Comparing the ultrastructures of liver, kidney and lungs of ICR mice infected with chloroquine-sensitive and chloroquine-resistant strains of Plasmodium berghei
- VernacularTitle:伯氏疟原虫氯喹敏感株和抗性株感染小鼠肝、肾、肺超微结构的比较
- Author:
Keqiang CHEN
;
Guanhong SONG
;
- Publication Type:Journal Article
- Keywords:
Plasmodium berghei;
chloroquine;
pathology;
ultrastructure;
drug resistance,microbial
- From:
Academic Journal of Second Military Medical University
1985;0(06):-
- CountryChina
- Language:Chinese
-
Abstract:
Objective: To investigate virulence differences of the malaria parasites and responses of their hosts to the malaria infection between chloroquine sensitive (N) and resistant (RC) strains of Plasmodium berghei . Methods: Ultrastructural pathological alterations of liver, kidney and lungs of ICR mice infected with the N or the RC strains were investigated. Results: Congestion and more parasite infected red blood cells in hepatic sinusoids, renal interstitium, capillaries of the liver, kidney and lungs in late period of the infection with the N strain were observed.

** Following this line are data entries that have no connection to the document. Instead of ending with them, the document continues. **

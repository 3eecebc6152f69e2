//! Drawdown analysis on closing prices.
//!
//! PEAK[i] = max(C[0..=i])
//! DD[i]   = (C[i] - PEAK[i]) / PEAK[i]        always <= 0, zero at new highs
//!
//! The trough is the first index holding the minimum drawdown. Recovery is the
//! first later date whose close exceeds the peak that preceded the trough.

use crate::domain::error::RiskError;
use crate::domain::ohlcv::PriceSeries;
use crate::domain::returns::ReturnPoint;
use chrono::NaiveDate;

#[derive(Debug, Clone, PartialEq)]
pub struct DrawdownAnalysis {
    pub ticker: String,
    /// Most negative drawdown as a fraction (e.g. -0.0667).
    pub max_drawdown: f64,
    pub peak_date: NaiveDate,
    pub trough_date: NaiveDate,
    /// None while the drawdown is unrecovered at the end of the series.
    pub recovery_date: Option<NaiveDate>,
    pub path: Vec<ReturnPoint>,
}

impl DrawdownAnalysis {
    pub fn max_drawdown_percent(&self) -> f64 {
        self.max_drawdown * 100.0
    }

    pub fn observation_count(&self) -> usize {
        self.path.len()
    }

    pub fn is_recovered(&self) -> bool {
        self.recovery_date.is_some()
    }
}

pub fn analyze_drawdown(prices: &PriceSeries) -> Result<DrawdownAnalysis, RiskError> {
    let records = prices.records();
    if records.is_empty() {
        return Err(RiskError::not_found(prices.ticker()));
    }

    let mut path = Vec::with_capacity(records.len());
    let mut running_max = f64::NEG_INFINITY;
    let mut peak_idx = 0usize;
    let mut trough_idx = 0usize;
    let mut trough_peak_idx = 0usize;
    let mut max_drawdown = 0.0_f64;

    for (i, record) in records.iter().enumerate() {
        if record.close > running_max {
            running_max = record.close;
            peak_idx = i;
        }
        if running_max <= 0.0 {
            return Err(RiskError::invalid_data(format!(
                "{}: drawdown needs a positive running peak, got {} on {}",
                prices.ticker(),
                running_max,
                record.date
            )));
        }

        let dd = (record.close - running_max) / running_max;
        // strict comparison keeps the first occurrence of the minimum
        if dd < max_drawdown {
            max_drawdown = dd;
            trough_idx = i;
            trough_peak_idx = peak_idx;
        }
        path.push(ReturnPoint {
            date: record.date,
            value: dd,
        });
    }

    let peak_close = records[trough_peak_idx].close;
    let recovery_date = records[trough_idx + 1..]
        .iter()
        .find(|r| r.close > peak_close)
        .map(|r| r.date);

    Ok(DrawdownAnalysis {
        ticker: prices.ticker().to_string(),
        max_drawdown,
        peak_date: records[trough_peak_idx].date,
        trough_date: records[trough_idx].date,
        recovery_date,
        path,
    })
}

#[cfg(test)]
mod tests {
    use super::*;
    use crate::domain::ohlcv::PriceRecord;
    use approx::assert_relative_eq;

    fn series(closes: &[f64]) -> PriceSeries {
        let start = NaiveDate::from_ymd_opt(2024, 1, 1).unwrap();
        let records = closes
            .iter()
            .enumerate()
            .map(|(i, &close)| PriceRecord {
                date: start + chrono::Duration::days(i as i64),
                open: close,
                high: close,
                low: close,
                close,
                volume: 0,
            })
            .collect();
        PriceSeries::new("TEST", records).unwrap()
    }

    fn day(n: i64) -> NaiveDate {
        NaiveDate::from_ymd_opt(2024, 1, 1).unwrap() + chrono::Duration::days(n)
    }

    #[test]
    fn unrecovered_drawdown_at_series_end() {
        let dd = analyze_drawdown(&series(&[100.0, 102.0, 101.0, 105.0, 98.0])).unwrap();
        assert_relative_eq!(dd.max_drawdown, (98.0 - 105.0) / 105.0, epsilon = 1e-12);
        assert_eq!(dd.trough_date, day(4));
        assert_eq!(dd.peak_date, day(3));
        assert_eq!(dd.recovery_date, None);
        assert!(!dd.is_recovered());
        assert_eq!(dd.observation_count(), 5);
    }

    #[test]
    fn recovery_is_first_close_above_prior_peak() {
        let dd = analyze_drawdown(&series(&[100.0, 110.0, 90.0, 110.0, 111.0, 120.0])).unwrap();
        assert_eq!(dd.trough_date, day(2));
        // equalling the peak is not a recovery
        assert_eq!(dd.recovery_date, Some(day(4)));
    }

    #[test]
    fn path_is_non_positive_and_zero_at_start() {
        let dd = analyze_drawdown(&series(&[50.0, 40.0, 60.0, 45.0, 70.0])).unwrap();
        assert_eq!(dd.path[0].value, 0.0);
        assert!(dd.path.iter().all(|p| p.value <= 0.0));
        assert_eq!(dd.path[2].value, 0.0);
        assert_eq!(dd.path[4].value, 0.0);
    }

    #[test]
    fn ties_pick_first_trough() {
        let dd = analyze_drawdown(&series(&[100.0, 80.0, 100.0, 80.0])).unwrap();
        assert_eq!(dd.trough_date, day(1));
        assert_relative_eq!(dd.max_drawdown, -0.2);
        assert_eq!(dd.recovery_date, None);
    }

    #[test]
    fn monotonic_rise_has_zero_drawdown() {
        let dd = analyze_drawdown(&series(&[1.0, 2.0, 3.0])).unwrap();
        assert_eq!(dd.max_drawdown, 0.0);
        assert_eq!(dd.trough_date, day(0));
        assert_eq!(dd.recovery_date, Some(day(1)));
    }

    #[test]
    fn percent_form() {
        let dd = analyze_drawdown(&series(&[100.0, 75.0])).unwrap();
        assert_relative_eq!(dd.max_drawdown_percent(), -25.0, epsilon = 1e-12);
    }

    #[test]
    fn empty_series_is_not_found() {
        let empty = PriceSeries::new("NONE", vec![]).unwrap();
        let err = analyze_drawdown(&empty).unwrap_err();
        assert!(matches!(err, RiskError::NotFound { ticker } if ticker == "NONE"));
    }

    #[test]
    fn non_positive_peak_is_invalid() {
        let err = analyze_drawdown(&series(&[0.0, -1.0])).unwrap_err();
        assert!(matches!(err, RiskError::InvalidData { .. }));
    }
}
//! CSV directory price store.
//!
//! One file per ticker, `{TICKER}.csv`, with a `DATE,OPEN,HIGH,LOW,CLOSE,VOLUME`
//! header. Rows with an empty volume are skipped.

use crate::domain::date_range::{parse_date, DateRange};
use crate::domain::error::RiskError;
use crate::domain::ohlcv::{PriceRecord, PriceSeries, TickerInfo};
use crate::domain::ticker::validate_ticker;
use crate::ports::price_port::PricePort;
use std::fs;
use std::io;
use std::path::{Path, PathBuf};
use tracing::debug;

pub struct CsvAdapter {
    base_path: PathBuf,
}

impl CsvAdapter {
    pub fn new(base_path: PathBuf) -> Self {
        Self { base_path }
    }

    fn csv_path(&self, ticker: &str) -> PathBuf {
        self.base_path.join(format!("{ticker}.csv"))
    }

    fn load(&self, ticker: &str) -> Result<Vec<PriceRecord>, RiskError> {
        let path = self.csv_path(ticker);
        match read_price_file(&path) {
            Err(RiskError::Io(e)) if e.kind() == io::ErrorKind::NotFound => {
                debug!(ticker, path = %path.display(), "no csv file for ticker");
                Ok(Vec::new())
            }
            other => other,
        }
    }
}

/// Reads every usable row of a price CSV, in file order.
pub fn read_price_file(path: &Path) -> Result<Vec<PriceRecord>, RiskError> {
    let content = fs::read_to_string(path)?;
    let mut rdr = csv::Reader::from_reader(content.as_bytes());
    let mut records = Vec::new();

    for (line, result) in rdr.records().enumerate() {
        let row = result.map_err(|e| RiskError::Storage {
            reason: format!("{}: CSV parse error: {e}", path.display()),
        })?;
        // header is line 1
        let line = line + 2;
        if let Some(record) = parse_row(&row).map_err(|reason| RiskError::Storage {
            reason: format!("{} line {line}: {reason}", path.display()),
        })? {
            records.push(record);
        }
    }

    Ok(records)
}

fn parse_row(row: &csv::StringRecord) -> Result<Option<PriceRecord>, String> {
    let field = |idx: usize, name: &str| {
        row.get(idx)
            .map(str::trim)
            .ok_or_else(|| format!("missing {name} column"))
    };

    let volume = field(5, "volume")?;
    if volume.is_empty() {
        return Ok(None);
    }
    let volume: f64 = volume
        .parse()
        .map_err(|e| format!("invalid volume value: {e}"))?;
    if !volume.is_finite() || volume < 0.0 {
        return Err(format!("invalid volume value: {volume}"));
    }

    let price = |idx: usize, name: &str| -> Result<f64, String> {
        field(idx, name)?
            .parse()
            .map_err(|e| format!("invalid {name} value: {e}"))
    };

    let date = parse_date(field(0, "date")?).map_err(|e| e.to_string())?;

    Ok(Some(PriceRecord {
        date,
        open: price(1, "open")?,
        high: price(2, "high")?,
        low: price(3, "low")?,
        close: price(4, "close")?,
        volume: volume.round() as u64,
    }))
}

impl PricePort for CsvAdapter {
    fn fetch_prices(&self, ticker: &str, range: &DateRange) -> Result<PriceSeries, RiskError> {
        let records = self
            .load(ticker)?
            .into_iter()
            .filter(|r| range.contains(r.date))
            .collect();
        PriceSeries::from_unsorted(ticker, records)
    }

    fn list_tickers(&self) -> Result<Vec<String>, RiskError> {
        let entries = fs::read_dir(&self.base_path).map_err(|e| RiskError::Storage {
            reason: format!(
                "failed to read directory {}: {e}",
                self.base_path.display()
            ),
        })?;

        let mut tickers = Vec::new();
        for entry in entries {
            let path = entry?.path();
            if path.extension().and_then(|e| e.to_str()) != Some("csv") {
                continue;
            }
            let Some(stem) = path.file_stem().and_then(|s| s.to_str()) else {
                continue;
            };
            if let Ok(ticker) = validate_ticker(stem) {
                if ticker == stem {
                    tickers.push(ticker);
                }
            }
        }

        tickers.sort();
        Ok(tickers)
    }

    fn ticker_info(&self, ticker: &str) -> Result<Option<TickerInfo>, RiskError> {
        let series = self.fetch_prices(ticker, &DateRange::unbounded())?;
        let (Some(earliest_date), Some(latest_date)) = (series.first_date(), series.last_date())
        else {
            return Ok(None);
        };
        let total_volume: f64 = series.records().iter().map(|r| r.volume as f64).sum();

        Ok(Some(TickerInfo {
            ticker: ticker.to_string(),
            record_count: series.len(),
            earliest_date,
            latest_date,
            avg_volume: total_volume / series.len() as f64,
        }))
    }
}
//! Pairwise covariance and Pearson correlation over aligned returns.
//!
//! COV[i][j]  = sum((x_i - mean_i)(x_j - mean_j)) / (n - 1)
//! CORR[i][j] = COV[i][j] / (sd_i * sd_j)

use crate::domain::alignment::AlignedReturnSet;
use crate::domain::error::RiskError;
use crate::domain::stats;

/// Variances at or below this are treated as a constant series.
const ZERO_VARIANCE: f64 = 1e-24;

/// Square matrix keyed by ticker on both axes.
#[derive(Debug, Clone, PartialEq)]
pub struct TickerMatrix {
    tickers: Vec<String>,
    values: Vec<Vec<f64>>,
}

impl TickerMatrix {
    pub fn tickers(&self) -> &[String] {
        &self.tickers
    }

    pub fn rows(&self) -> &[Vec<f64>] {
        &self.values
    }

    fn index_of(&self, ticker: &str) -> Option<usize> {
        self.tickers.iter().position(|t| t == ticker)
    }

    /// Cell lookup by ticker pair, independent of the order tickers were supplied in.
    pub fn get(&self, row: &str, col: &str) -> Option<f64> {
        let i = self.index_of(row)?;
        let j = self.index_of(col)?;
        Some(self.values[i][j])
    }

    pub fn len(&self) -> usize {
        self.tickers.len()
    }

    pub fn is_empty(&self) -> bool {
        self.tickers.is_empty()
    }
}

pub fn covariance_matrix(aligned: &AlignedReturnSet) -> Result<TickerMatrix, RiskError> {
    let columns = aligned.columns();
    let n = columns.len();
    let mut values = vec![vec![0.0; n]; n];

    for i in 0..n {
        for j in i..n {
            let cov = stats::sample_covariance(&columns[i], &columns[j]).ok_or_else(|| {
                RiskError::insufficient("covariance observations", aligned.len(), 2)
            })?;
            values[i][j] = cov;
            values[j][i] = cov;
        }
    }

    Ok(TickerMatrix {
        tickers: aligned.tickers().to_vec(),
        values,
    })
}

/// Derives correlations from a covariance matrix.
///
/// A zero-variance series has no defined correlation and fails with `InvalidData`.
pub fn correlation_from_covariance(cov: &TickerMatrix) -> Result<TickerMatrix, RiskError> {
    let n = cov.len();
    let mut sd = Vec::with_capacity(n);
    for (i, ticker) in cov.tickers.iter().enumerate() {
        let var = cov.values[i][i];
        if !var.is_finite() || var <= ZERO_VARIANCE {
            return Err(RiskError::invalid_data(format!(
                "{ticker}: zero-variance return series has no defined correlation"
            )));
        }
        sd.push(var.sqrt());
    }

    let mut values = vec![vec![0.0; n]; n];
    for i in 0..n {
        values[i][i] = 1.0;
        for j in (i + 1)..n {
            let rho = (cov.values[i][j] / (sd[i] * sd[j])).clamp(-1.0, 1.0);
            values[i][j] = rho;
            values[j][i] = rho;
        }
    }

    Ok(TickerMatrix {
        tickers: cov.tickers.clone(),
        values,
    })
}

pub fn correlation_matrix(aligned: &AlignedReturnSet) -> Result<TickerMatrix, RiskError> {
    correlation_from_covariance(&covariance_matrix(aligned)?)
}

#[cfg(test)]
mod tests {
    use super::*;
    use crate::domain::alignment::align_returns;
    use crate::domain::returns::{ReturnKind, ReturnPoint, ReturnSeries};
    use approx::assert_relative_eq;
    use chrono::NaiveDate;
    use std::collections::BTreeMap;

    fn aligned(columns: &[(&str, &[f64])]) -> AlignedReturnSet {
        let start = NaiveDate::from_ymd_opt(2024, 1, 1).unwrap();
        let series: BTreeMap<String, ReturnSeries> = columns
            .iter()
            .map(|(ticker, values)| {
                let points = values
                    .iter()
                    .enumerate()
                    .map(|(i, &value)| ReturnPoint {
                        date: start + chrono::Duration::days(i as i64),
                        value,
                    })
                    .collect();
                (
                    ticker.to_string(),
                    ReturnSeries {
                        ticker: ticker.to_string(),
                        kind: ReturnKind::Log,
                        points,
                    },
                )
            })
            .collect();
        align_returns(&series).unwrap()
    }

    #[test]
    fn perfectly_correlated_and_anti_correlated() {
        let set = aligned(&[
            ("AAA", &[0.01, 0.02, -0.01, 0.03]),
            ("BBB", &[0.02, 0.04, -0.02, 0.06]),
            ("CCC", &[-0.01, -0.02, 0.01, -0.03]),
        ]);
        let corr = correlation_matrix(&set).unwrap();
        assert_relative_eq!(corr.get("AAA", "BBB").unwrap(), 1.0, epsilon = 1e-12);
        assert_relative_eq!(corr.get("AAA", "CCC").unwrap(), -1.0, epsilon = 1e-12);
        assert_eq!(corr.get("BBB", "BBB"), Some(1.0));
    }

    #[test]
    fn symmetric_and_bounded() {
        let set = aligned(&[
            ("AAA", &[0.01, -0.03, 0.02, 0.005, -0.01]),
            ("BBB", &[0.00, 0.01, -0.02, 0.015, 0.02]),
            ("CCC", &[0.03, -0.01, 0.00, -0.02, 0.01]),
        ]);
        let corr = correlation_matrix(&set).unwrap();
        for a in corr.tickers() {
            for b in corr.tickers() {
                let v = corr.get(a, b).unwrap();
                assert_eq!(v, corr.get(b, a).unwrap());
                assert!((-1.0..=1.0).contains(&v));
            }
        }
    }

    #[test]
    fn covariance_known_values() {
        let set = aligned(&[("AAA", &[1.0, 2.0, 3.0]), ("BBB", &[2.0, 4.0, 7.0])]);
        let cov = covariance_matrix(&set).unwrap();
        // var(AAA) = 1; cov = ((-1)(-2.333) + 0 + (1)(2.667)) / 2 = 2.5
        assert_relative_eq!(cov.get("AAA", "AAA").unwrap(), 1.0, epsilon = 1e-12);
        assert_relative_eq!(cov.get("AAA", "BBB").unwrap(), 2.5, epsilon = 1e-12);
        assert_relative_eq!(cov.get("BBB", "AAA").unwrap(), 2.5, epsilon = 1e-12);
    }

    #[test]
    fn zero_variance_series_is_invalid() {
        let set = aligned(&[("AAA", &[0.01, 0.01, 0.01]), ("BBB", &[0.01, 0.02, 0.03])]);
        assert!(covariance_matrix(&set).is_ok());
        let err = correlation_matrix(&set).unwrap_err();
        assert!(matches!(err, RiskError::InvalidData { reason } if reason.contains("AAA")));
    }

    #[test]
    fn lookup_of_unknown_ticker() {
        let set = aligned(&[("AAA", &[0.01, 0.02])]);
        let cov = covariance_matrix(&set).unwrap();
        assert!(cov.get("AAA", "ZZZ").is_none());
        assert_eq!(cov.len(), 1);
    }
}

Necrosis of hepatic cells in liver, juxtaglomerular cells and epithelial cells of renal tubules in kidney, type Ⅰ and type Ⅱ alveolar cells in lungs occurred. Membranes of these cells were broken, resulting in cytoplasm missing and mitochondria swelling infected with the N strain. While degeneration of some hepatic cells of liver, epithelial cells of renal tubules, alveoli cells of lungs appeared during late period of the infection with the RC strain of P. berghei . It was observed that some hepatic cells recoved, the glomeruli basement membrane and mesangial cells contained electron dense deposits,alveoli septa were undergoing the proliferation and infiltration of lymphocytes, macrophages and neutrophilic granulocytes. Conclusion: The N strain is more virulent than the RC strain of P. berghei . Ultrastructures of the liver, kidney and lungs of the mice infected with the N strain show cellular necrosis, while those infected with the RC strain mainly reveal cellular degeneration.